_Extracted entries:_

//! 📤 Response mapping: search-engine JSON in, API models out.
//!
//! Two layers, kept apart on purpose:
//! - typed views of the parts of an Elasticsearch search response we read
//!   (`hits.hits[]._source`, and the `hotels` → `cheapest_offer` aggregation),
//! - the API models the frontend consumes, in camelCase.
//!
//! The indexed document (`NormalizedOfferDocument`) is never serialized to clients directly.

use serde::{Deserialize, Serialize};
use serde_json::Value;
use thiserror::Error;

use crate::common::{HotelId, NormalizedOfferDocument};

/// 💀 The store answered, but not in a shape we can read.
#[derive(Debug, Error)]
pub enum ResponseError {
    #[error("💀 The search response did not have the expected shape: {0}")]
    Malformed(#[from] serde_json::Error),
    #[error("💀 The search response has no '{0}' aggregation")]
    MissingAggregation(&'static str),
}

// ===== Search response views =====

#[derive(Debug, Default, Deserialize)]
struct SearchResponse {
    #[serde(default)]
    hits: Hits,
    #[serde(default)]
    aggregations: Option<Aggregations>,
}

#[derive(Debug, Default, Deserialize)]
struct Hits {
    #[serde(default)]
    hits: Vec<Hit>,
}

#[derive(Debug, Deserialize)]
struct Hit {
    #[serde(rename = "_source")]
    source: NormalizedOfferDocument,
}

#[derive(Debug, Deserialize)]
struct Aggregations {
    hotels: Option<HotelBuckets>,
}

#[derive(Debug, Deserialize)]
struct HotelBuckets {
    #[serde(default)]
    buckets: Vec<HotelBucket>,
}

#[derive(Debug, Deserialize)]
struct HotelBucket {
    key: HotelId,
    doc_count: u64,
    cheapest_offer: TopHits,
}

#[derive(Debug, Deserialize)]
struct TopHits {
    #[serde(default)]
    hits: Hits,
}

// ===== API models =====

#[derive(Debug, Clone, PartialEq, Serialize, Deserialize)]
pub struct Hotel {
    pub id: HotelId,
    pub name: Option<String>,
    pub stars: Option<f64>,
}

/// 🏨 One row of `/bestOffersByHotel`: a hotel and its cheapest matching offer.
#[derive(Debug, Clone, PartialEq, Serialize, Deserialize)]
#[serde(rename_all = "camelCase")]
pub struct BestHotelOffer {
    pub hotel: Hotel,
    pub min_price: f64,
    pub departure_date: String,
    pub return_date: Option<String>,
    pub count_adults: i64,
    pub count_children: i64,
    pub duration: i64,
    /// Matching offers of this hotel, not just the cheapest.
    pub count_available_offers: u64,
    pub room_type: Option<String>,
    pub meal_type: Option<String>,
}

/// 🧳 One offer of a hotel. The four timestamps keep the `...Datetime` spelling clients already read.
#[derive(Debug, Clone, PartialEq, Serialize, Deserialize)]
#[serde(rename_all = "camelCase")]
pub struct Offer {
    pub price: f64,
    pub count_adults: i64,
    pub count_children: i64,
    pub outbound_departure_airport: Option<String>,
    #[serde(rename = "outboundDepartureDatetime")]
    pub outbound_departure_date_time: String,
    pub outbound_arrival_airport: Option<String>,
    #[serde(rename = "outboundArrivalDatetime")]
    pub outbound_arrival_date_time: Option<String>,
    pub inbound_departure_airport: Option<String>,
    #[serde(rename = "inboundDepartureDatetime")]
    pub inbound_departure_date_time: Option<String>,
    pub inbound_arrival_airport: Option<String>,
    #[serde(rename = "inboundArrivalDatetime")]
    pub inbound_arrival_date_time: Option<String>,
    pub meal_type: Option<String>,
    pub ocean_view: Option<bool>,
    pub room_type: Option<String>,
}

impl From<NormalizedOfferDocument> for Offer {
    fn from(doc: NormalizedOfferDocument) -> Self {
        Self {
            price: doc.price,
            count_adults: doc.countadults,
            count_children: doc.countchildren,
            outbound_departure_airport: doc.outbounddepartureairport,
            outbound_departure_date_time: doc.outbounddeparturedatetime,
            outbound_arrival_airport: doc.outboundarrivalairport,
            outbound_arrival_date_time: doc.outboundarrivaldatetime,
            inbound_departure_airport: doc.inbounddepartureairport,
            inbound_departure_date_time: doc.inbounddeparturedatetime,
            inbound_arrival_airport: doc.inboundarrivalairport,
            inbound_arrival_date_time: doc.inboundarrivaldatetime,
            meal_type: doc.mealtype,
            ocean_view: doc.oceanview,
            room_type: doc.roomtype,
        }
    }
}

#[derive(Debug, Clone, PartialEq, Serialize, Deserialize)]
pub struct GetHotelOffersResponse {
    pub hotel: Hotel,
    pub items: Vec<Offer>,
}

// ===== Mapping =====

/// 🏨 Read the `hotels` buckets of a best-offers search, in bucket order.
pub fn best_offers_from_response(response: Value) -> Result<Vec<BestHotelOffer>, ResponseError> {
    let response: SearchResponse = serde_json::from_value(response)?;
    let buckets = response
        .aggregations
        .and_then(|aggregations| aggregations.hotels)
        .ok_or(ResponseError::MissingAggregation(crate::query::HOTELS_AGG))?
        .buckets;

    Ok(buckets
        .into_iter()
        .filter_map(|bucket| {
            // -- a bucket always has at least one hit; an empty one has nothing to show anyway
            let cheapest = bucket.cheapest_offer.hits.hits.into_iter().next()?.source;
            Some(BestHotelOffer {
                hotel: Hotel {
                    id: bucket.key,
                    name: cheapest.hotelname,
                    stars: cheapest.hotelstars,
                },
                min_price: cheapest.price,
                departure_date: cheapest.outbounddeparturedatetime,
                return_date: cheapest.inbounddeparturedatetime,
                count_adults: cheapest.countadults,
                count_children: cheapest.countchildren,
                duration: cheapest.duration,
                count_available_offers: bucket.doc_count,
                room_type: cheapest.roomtype,
                meal_type: cheapest.mealtype,
            })
        })
        .collect())
}

/// 📄 Read the hits of a hotel-offers search. Hotel details come from the first hit;
/// with no hits the hotel is just its id.
pub fn hotel_offers_from_response(
    hotel_id: HotelId,
    response: Value,
) -> Result<GetHotelOffersResponse, ResponseError> {
    let response: SearchResponse = serde_json::from_value(response)?;
    let documents: Vec<NormalizedOfferDocument> =
        response.hits.hits.into_iter().map(|hit| hit.source).collect();

    let hotel = match documents.first() {
        Some(first) => Hotel {
            id: hotel_id,
            name: first.hotelname.clone(),
            stars: first.hotelstars,
        },
        None => Hotel {
            id: hotel_id,
            name: None,
            stars: None,
        },
    };
    Ok(GetHotelOffersResponse {
        hotel,
        items: documents.into_iter().map(Offer::from).collect(),
    })
}
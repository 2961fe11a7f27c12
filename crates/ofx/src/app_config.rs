//! 🔧 App Configuration: the TOML-to-struct pipeline.
//!
//! 📡 "Config not found: We looked everywhere. Under the couch. Behind the fridge.
//! In the junk drawer. Nothing." (every developer at 3am) 🦆
//!
//! 🏗️ Powered by Figment. Two layers:
//! - environment variables prefixed `OFX_`, nested with `__`
//!   (`OFX_ELASTICSEARCH__URL`, `OFX_INGEST__CHUNK_SIZE`, ...)
//! - an optional TOML file, which wins on conflicts.
//!
//! Every field has a default, so an empty environment and no file is a valid
//! (if optimistic) configuration pointing at `http://localhost:9200`.

use std::path::Path;

use anyhow::Context;
use figment::{
    Figment,
    providers::{Env, Format, Toml},
};
use serde::Deserialize;
use tracing::info;

use crate::backends::{CommonSinkConfig, CommonSourceConfig, ElasticsearchConfig};

/// 📦 One struct to rule them all, and in the Figment bind them.
#[derive(Debug, Deserialize, Clone, Default, PartialEq)]
pub struct AppConfig {
    #[serde(default)]
    pub elasticsearch: ElasticsearchConfig,
    #[serde(default)]
    pub ingest: IngestConfig,
    #[serde(default)]
    pub runtime: RuntimeConfig,
    #[serde(default)]
    pub server: ServerConfig,
}

/// 📥 What to load, and how to chop it up.
#[derive(Debug, Deserialize, Clone, PartialEq)]
pub struct IngestConfig {
    #[serde(default = "default_hotels_file")]
    pub hotels_file: String,
    #[serde(default = "default_offers_file")]
    pub offers_file: String,
    #[serde(default = "default_hotels_delimiter")]
    pub hotels_delimiter: char,
    #[serde(default = "default_offers_delimiter")]
    pub offers_delimiter: char,
    /// 🗑️ Drop and recreate the index before loading. Off = append, with duplicates if re-run.
    #[serde(default = "default_recreate_index")]
    pub recreate_index: bool,
    /// 📄 `chunk_size`, `max_batch_size_bytes`
    #[serde(flatten)]
    pub source: CommonSourceConfig,
    /// 🚰 `max_request_size_bytes`
    #[serde(flatten)]
    pub sink: CommonSinkConfig,
}

fn default_hotels_file() -> String {
    "hotels.csv".to_string()
}

fn default_offers_file() -> String {
    "offers.csv".to_string()
}

fn default_hotels_delimiter() -> char {
    ';'
}

fn default_offers_delimiter() -> char {
    ','
}

fn default_recreate_index() -> bool {
    true
}

impl Default for IngestConfig {
    fn default() -> Self {
        Self {
            hotels_file: default_hotels_file(),
            offers_file: default_offers_file(),
            hotels_delimiter: default_hotels_delimiter(),
            offers_delimiter: default_offers_delimiter(),
            recreate_index: default_recreate_index(),
            source: CommonSourceConfig::default(),
            sink: CommonSinkConfig::default(),
        }
    }
}

/// 🧵 How many hands on deck during ingestion.
#[derive(Debug, Deserialize, Clone, PartialEq)]
pub struct RuntimeConfig {
    /// 📬 Pages buffered between the file reader and the sink workers.
    #[serde(default = "default_queue_capacity")]
    pub queue_capacity: usize,
    /// 🚰 Concurrent transform-and-send workers, i.e. concurrent bulk requests.
    #[serde(default = "default_sink_parallelism")]
    pub sink_parallelism: usize,
}

fn default_queue_capacity() -> usize {
    4
}

fn default_sink_parallelism() -> usize {
    2
}

impl Default for RuntimeConfig {
    fn default() -> Self {
        Self {
            queue_capacity: default_queue_capacity(),
            sink_parallelism: default_sink_parallelism(),
        }
    }
}

/// 🌐 The query service.
#[derive(Debug, Deserialize, Clone, PartialEq)]
pub struct ServerConfig {
    #[serde(default = "default_bind_address")]
    pub bind_address: String,
    /// 🔒 CORS origins allowed to call us with credentials. No wildcards: browsers refuse
    /// `*` together with credentials anyway.
    #[serde(default = "default_allowed_origins")]
    pub allowed_origins: Vec<String>,
    /// 🏨 Max hotels returned by `/bestOffersByHotel`.
    #[serde(default = "default_best_offers_bucket_size")]
    pub best_offers_bucket_size: usize,
    /// 📄 Max offers returned by `/hotels/{id}/offers`.
    #[serde(default = "default_hotel_offers_page_size")]
    pub hotel_offers_page_size: usize,
}

fn default_bind_address() -> String {
    "0.0.0.0:8000".to_string()
}

fn default_allowed_origins() -> Vec<String> {
    vec!["http://localhost:3000".to_string()]
}

fn default_best_offers_bucket_size() -> usize {
    100
}

fn default_hotel_offers_page_size() -> usize {
    200
}

impl Default for ServerConfig {
    fn default() -> Self {
        Self {
            bind_address: default_bind_address(),
            allowed_origins: default_allowed_origins(),
            best_offers_bucket_size: default_best_offers_bucket_size(),
            hotel_offers_page_size: default_hotel_offers_page_size(),
        }
    }
}

/// 🚀 Load the config: environment first, then the TOML file on top if one was given.
///
/// - `None` → env vars only.
/// - `Some(path)` → env vars + TOML file, merged. TOML wins on conflicts.
///   A path that doesn't exist contributes nothing; Figment treats a missing file as empty.
pub fn load_config(config_file_name: Option<&Path>) -> anyhow::Result<AppConfig> {
    info!(
        "🔧 Loading configuration from OFX_* environment variables{}",
        config_file_name
            .map(|path| format!(" and '{}'", path.display()))
            .unwrap_or_default()
    );

    let config = Figment::new().merge(Env::prefixed("OFX_").split("__"));
    let config = match config_file_name {
        Some(file_name) => config.merge(Toml::file(file_name)),
        None => config,
    };

    let context_msg = match config_file_name {
        Some(path) => format!(
            "💀 Failed to parse configuration from file '{}' and environment variables (OFX_*). \
             Check the types: delimiters are single characters, sizes are plain integers.",
            path.display()
        ),
        None => "💀 Failed to parse configuration from environment variables (OFX_*). \
                 No file was provided, so this one's all on the environment."
            .to_string(),
    };

    config.extract().context(context_msg)
}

_Problem to solve:_
Filter the data down to the lines that contain the string "None", and copy them.

_Exercise answer:_
        None => Hotel {
            name: None,
            stars: None,
/// - `None` → env vars only.
        None => config,
        None => "💀 Failed to parse configuration from environment variables (OFX_*). \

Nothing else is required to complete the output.